▶ [DATA PROVIDED]:
______

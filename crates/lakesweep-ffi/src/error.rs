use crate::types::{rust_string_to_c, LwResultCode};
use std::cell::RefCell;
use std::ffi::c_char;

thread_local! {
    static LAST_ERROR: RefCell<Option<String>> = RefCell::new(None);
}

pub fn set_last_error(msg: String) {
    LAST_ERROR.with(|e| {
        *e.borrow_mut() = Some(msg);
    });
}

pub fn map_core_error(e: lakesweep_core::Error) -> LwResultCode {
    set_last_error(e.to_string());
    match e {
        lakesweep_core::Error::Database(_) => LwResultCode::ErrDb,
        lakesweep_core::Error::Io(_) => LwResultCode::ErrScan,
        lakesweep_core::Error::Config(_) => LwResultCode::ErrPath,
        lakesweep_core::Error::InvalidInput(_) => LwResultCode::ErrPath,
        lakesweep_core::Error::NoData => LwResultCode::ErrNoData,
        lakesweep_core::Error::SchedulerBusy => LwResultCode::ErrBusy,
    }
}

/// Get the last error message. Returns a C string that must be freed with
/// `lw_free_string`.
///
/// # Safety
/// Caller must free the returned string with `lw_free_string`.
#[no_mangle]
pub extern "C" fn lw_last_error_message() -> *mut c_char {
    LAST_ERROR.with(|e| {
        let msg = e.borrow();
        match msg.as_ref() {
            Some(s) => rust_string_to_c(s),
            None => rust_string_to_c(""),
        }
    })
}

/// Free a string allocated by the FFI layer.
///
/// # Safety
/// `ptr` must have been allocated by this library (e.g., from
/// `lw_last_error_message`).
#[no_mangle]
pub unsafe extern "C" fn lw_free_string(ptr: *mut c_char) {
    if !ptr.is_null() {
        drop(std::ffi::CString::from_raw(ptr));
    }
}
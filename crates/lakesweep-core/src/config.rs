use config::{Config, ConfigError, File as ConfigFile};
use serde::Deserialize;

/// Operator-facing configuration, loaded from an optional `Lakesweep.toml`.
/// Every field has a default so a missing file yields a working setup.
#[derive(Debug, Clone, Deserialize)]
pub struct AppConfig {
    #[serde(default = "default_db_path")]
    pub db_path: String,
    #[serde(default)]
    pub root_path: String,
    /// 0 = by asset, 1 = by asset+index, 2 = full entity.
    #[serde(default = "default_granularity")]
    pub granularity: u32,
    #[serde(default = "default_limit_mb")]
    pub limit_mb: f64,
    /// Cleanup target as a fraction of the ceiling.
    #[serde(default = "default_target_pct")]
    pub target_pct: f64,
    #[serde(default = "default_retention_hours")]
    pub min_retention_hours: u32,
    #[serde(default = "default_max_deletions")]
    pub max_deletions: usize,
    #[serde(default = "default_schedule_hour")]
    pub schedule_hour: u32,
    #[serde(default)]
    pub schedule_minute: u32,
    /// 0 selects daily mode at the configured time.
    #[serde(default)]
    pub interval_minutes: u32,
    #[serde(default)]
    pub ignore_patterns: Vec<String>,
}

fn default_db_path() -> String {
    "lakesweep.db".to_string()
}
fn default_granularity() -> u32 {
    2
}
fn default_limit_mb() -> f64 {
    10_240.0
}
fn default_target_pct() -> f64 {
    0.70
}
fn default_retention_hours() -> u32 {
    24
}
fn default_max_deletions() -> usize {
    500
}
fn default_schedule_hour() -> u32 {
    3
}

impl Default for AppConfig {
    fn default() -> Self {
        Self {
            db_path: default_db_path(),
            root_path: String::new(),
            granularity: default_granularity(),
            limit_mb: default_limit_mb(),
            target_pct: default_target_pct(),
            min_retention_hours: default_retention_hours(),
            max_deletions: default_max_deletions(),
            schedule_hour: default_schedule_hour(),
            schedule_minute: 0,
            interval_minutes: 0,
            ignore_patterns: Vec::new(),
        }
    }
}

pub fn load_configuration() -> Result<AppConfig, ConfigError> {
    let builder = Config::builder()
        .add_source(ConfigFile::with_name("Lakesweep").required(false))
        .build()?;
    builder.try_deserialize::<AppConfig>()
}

______

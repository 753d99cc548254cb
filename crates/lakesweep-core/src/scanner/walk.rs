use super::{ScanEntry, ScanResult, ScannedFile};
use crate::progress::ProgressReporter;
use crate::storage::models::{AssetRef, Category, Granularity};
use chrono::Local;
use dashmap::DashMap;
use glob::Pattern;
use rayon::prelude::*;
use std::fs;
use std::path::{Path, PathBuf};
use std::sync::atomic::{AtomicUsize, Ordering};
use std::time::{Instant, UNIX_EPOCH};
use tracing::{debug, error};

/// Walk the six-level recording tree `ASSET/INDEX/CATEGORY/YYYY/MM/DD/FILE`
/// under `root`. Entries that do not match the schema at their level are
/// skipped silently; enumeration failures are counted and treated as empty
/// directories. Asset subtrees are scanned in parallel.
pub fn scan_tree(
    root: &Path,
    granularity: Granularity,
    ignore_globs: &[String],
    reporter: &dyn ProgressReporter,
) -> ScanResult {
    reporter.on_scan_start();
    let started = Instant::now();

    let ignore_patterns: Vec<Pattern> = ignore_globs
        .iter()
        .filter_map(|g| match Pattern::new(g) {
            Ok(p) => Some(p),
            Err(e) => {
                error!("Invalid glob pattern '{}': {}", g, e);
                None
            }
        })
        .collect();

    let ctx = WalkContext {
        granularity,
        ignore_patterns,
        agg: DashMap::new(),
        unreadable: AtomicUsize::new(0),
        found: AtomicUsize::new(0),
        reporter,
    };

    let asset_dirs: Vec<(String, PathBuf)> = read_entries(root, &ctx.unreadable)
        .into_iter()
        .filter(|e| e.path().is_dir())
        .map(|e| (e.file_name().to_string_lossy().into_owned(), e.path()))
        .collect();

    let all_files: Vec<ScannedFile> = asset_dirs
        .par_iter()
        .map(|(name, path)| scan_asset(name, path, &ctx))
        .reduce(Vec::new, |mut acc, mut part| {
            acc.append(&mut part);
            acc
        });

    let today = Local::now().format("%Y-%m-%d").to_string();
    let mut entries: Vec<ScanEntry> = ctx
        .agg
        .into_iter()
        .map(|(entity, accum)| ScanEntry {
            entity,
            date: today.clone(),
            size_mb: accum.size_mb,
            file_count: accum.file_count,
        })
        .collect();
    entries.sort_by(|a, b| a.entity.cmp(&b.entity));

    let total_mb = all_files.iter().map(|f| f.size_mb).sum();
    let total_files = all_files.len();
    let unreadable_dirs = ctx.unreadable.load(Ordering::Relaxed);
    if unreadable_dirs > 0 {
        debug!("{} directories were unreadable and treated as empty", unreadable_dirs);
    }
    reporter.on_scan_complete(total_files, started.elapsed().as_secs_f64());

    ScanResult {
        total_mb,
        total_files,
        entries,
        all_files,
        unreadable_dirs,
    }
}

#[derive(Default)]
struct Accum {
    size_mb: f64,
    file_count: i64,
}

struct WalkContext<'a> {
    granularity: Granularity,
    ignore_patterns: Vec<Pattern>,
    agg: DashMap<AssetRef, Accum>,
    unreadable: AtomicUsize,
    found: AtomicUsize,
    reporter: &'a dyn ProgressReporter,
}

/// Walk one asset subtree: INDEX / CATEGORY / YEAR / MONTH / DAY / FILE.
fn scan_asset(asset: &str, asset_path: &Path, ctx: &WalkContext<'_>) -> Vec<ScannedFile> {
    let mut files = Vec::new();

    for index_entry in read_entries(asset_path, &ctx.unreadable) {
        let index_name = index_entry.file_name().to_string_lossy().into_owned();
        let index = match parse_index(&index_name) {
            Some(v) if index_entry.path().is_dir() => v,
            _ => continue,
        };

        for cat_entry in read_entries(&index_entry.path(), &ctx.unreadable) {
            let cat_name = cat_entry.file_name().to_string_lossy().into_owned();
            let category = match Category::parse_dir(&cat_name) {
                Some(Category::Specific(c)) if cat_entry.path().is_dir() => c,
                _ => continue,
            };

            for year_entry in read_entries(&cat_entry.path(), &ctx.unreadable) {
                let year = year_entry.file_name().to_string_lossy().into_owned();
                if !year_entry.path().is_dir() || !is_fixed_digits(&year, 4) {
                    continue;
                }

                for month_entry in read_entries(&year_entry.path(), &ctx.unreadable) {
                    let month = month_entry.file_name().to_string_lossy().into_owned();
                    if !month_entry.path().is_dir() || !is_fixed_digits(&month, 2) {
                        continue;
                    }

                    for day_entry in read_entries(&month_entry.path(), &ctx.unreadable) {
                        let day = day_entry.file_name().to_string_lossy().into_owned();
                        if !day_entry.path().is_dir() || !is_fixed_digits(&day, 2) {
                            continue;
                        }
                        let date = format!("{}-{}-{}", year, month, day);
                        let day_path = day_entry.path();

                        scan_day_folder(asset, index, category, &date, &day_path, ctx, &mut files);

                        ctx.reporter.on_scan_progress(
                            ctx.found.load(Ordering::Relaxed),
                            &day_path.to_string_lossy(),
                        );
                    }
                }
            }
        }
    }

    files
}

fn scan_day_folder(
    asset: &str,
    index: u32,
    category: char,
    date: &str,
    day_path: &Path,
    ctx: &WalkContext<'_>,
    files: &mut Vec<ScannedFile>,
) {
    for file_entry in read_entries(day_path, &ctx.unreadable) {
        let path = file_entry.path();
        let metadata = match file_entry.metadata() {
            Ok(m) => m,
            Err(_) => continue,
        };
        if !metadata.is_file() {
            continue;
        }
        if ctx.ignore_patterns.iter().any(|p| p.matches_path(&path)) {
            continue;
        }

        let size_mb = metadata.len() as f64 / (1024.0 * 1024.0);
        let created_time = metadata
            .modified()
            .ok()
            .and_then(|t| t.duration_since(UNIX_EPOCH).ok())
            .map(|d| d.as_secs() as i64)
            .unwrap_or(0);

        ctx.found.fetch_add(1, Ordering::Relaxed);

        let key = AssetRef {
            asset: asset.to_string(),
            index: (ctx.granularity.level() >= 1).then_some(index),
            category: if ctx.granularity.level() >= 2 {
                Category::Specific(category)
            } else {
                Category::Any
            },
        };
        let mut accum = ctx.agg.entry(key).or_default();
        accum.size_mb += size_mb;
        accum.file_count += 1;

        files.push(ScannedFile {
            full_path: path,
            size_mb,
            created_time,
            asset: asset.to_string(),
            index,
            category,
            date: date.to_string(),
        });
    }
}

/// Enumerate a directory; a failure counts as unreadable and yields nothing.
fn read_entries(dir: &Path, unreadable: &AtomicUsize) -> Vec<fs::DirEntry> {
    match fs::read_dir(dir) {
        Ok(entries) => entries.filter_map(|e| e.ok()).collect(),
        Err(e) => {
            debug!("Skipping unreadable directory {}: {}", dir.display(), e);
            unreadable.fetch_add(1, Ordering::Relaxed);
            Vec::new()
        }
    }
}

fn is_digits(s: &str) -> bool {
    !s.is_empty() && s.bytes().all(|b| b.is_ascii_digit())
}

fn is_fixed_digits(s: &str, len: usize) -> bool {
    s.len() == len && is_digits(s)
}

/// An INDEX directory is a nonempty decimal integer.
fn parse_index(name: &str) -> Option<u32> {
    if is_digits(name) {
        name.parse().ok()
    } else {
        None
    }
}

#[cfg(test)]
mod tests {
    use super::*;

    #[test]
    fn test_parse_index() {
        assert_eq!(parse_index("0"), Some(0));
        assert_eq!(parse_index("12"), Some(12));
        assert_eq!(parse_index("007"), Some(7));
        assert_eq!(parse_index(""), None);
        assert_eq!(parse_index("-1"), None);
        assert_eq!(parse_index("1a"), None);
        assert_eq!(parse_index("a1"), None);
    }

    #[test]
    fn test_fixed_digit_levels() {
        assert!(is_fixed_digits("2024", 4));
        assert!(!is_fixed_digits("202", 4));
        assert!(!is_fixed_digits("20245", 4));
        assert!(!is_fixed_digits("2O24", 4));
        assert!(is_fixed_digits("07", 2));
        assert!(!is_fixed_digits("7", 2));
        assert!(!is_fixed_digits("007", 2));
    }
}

______

▶ [EXERCISE]: Using only the listing above, restate exactly the lines from the line containing "filename crates/lakesweep-ffi/src/error.rs" through the line containing "pub fn set_last_error(msg: String)", both included.

▶ [ANSWER]:
filename crates/lakesweep-ffi/src/error.rs
use crate::types::{rust_string_to_c, LwResultCode};
use std::cell::RefCell;
use std::ffi::c_char;

thread_local! {
    static LAST_ERROR: RefCell<Option<String>> = RefCell::new(None);
}

pub fn set_last_error(msg: String) {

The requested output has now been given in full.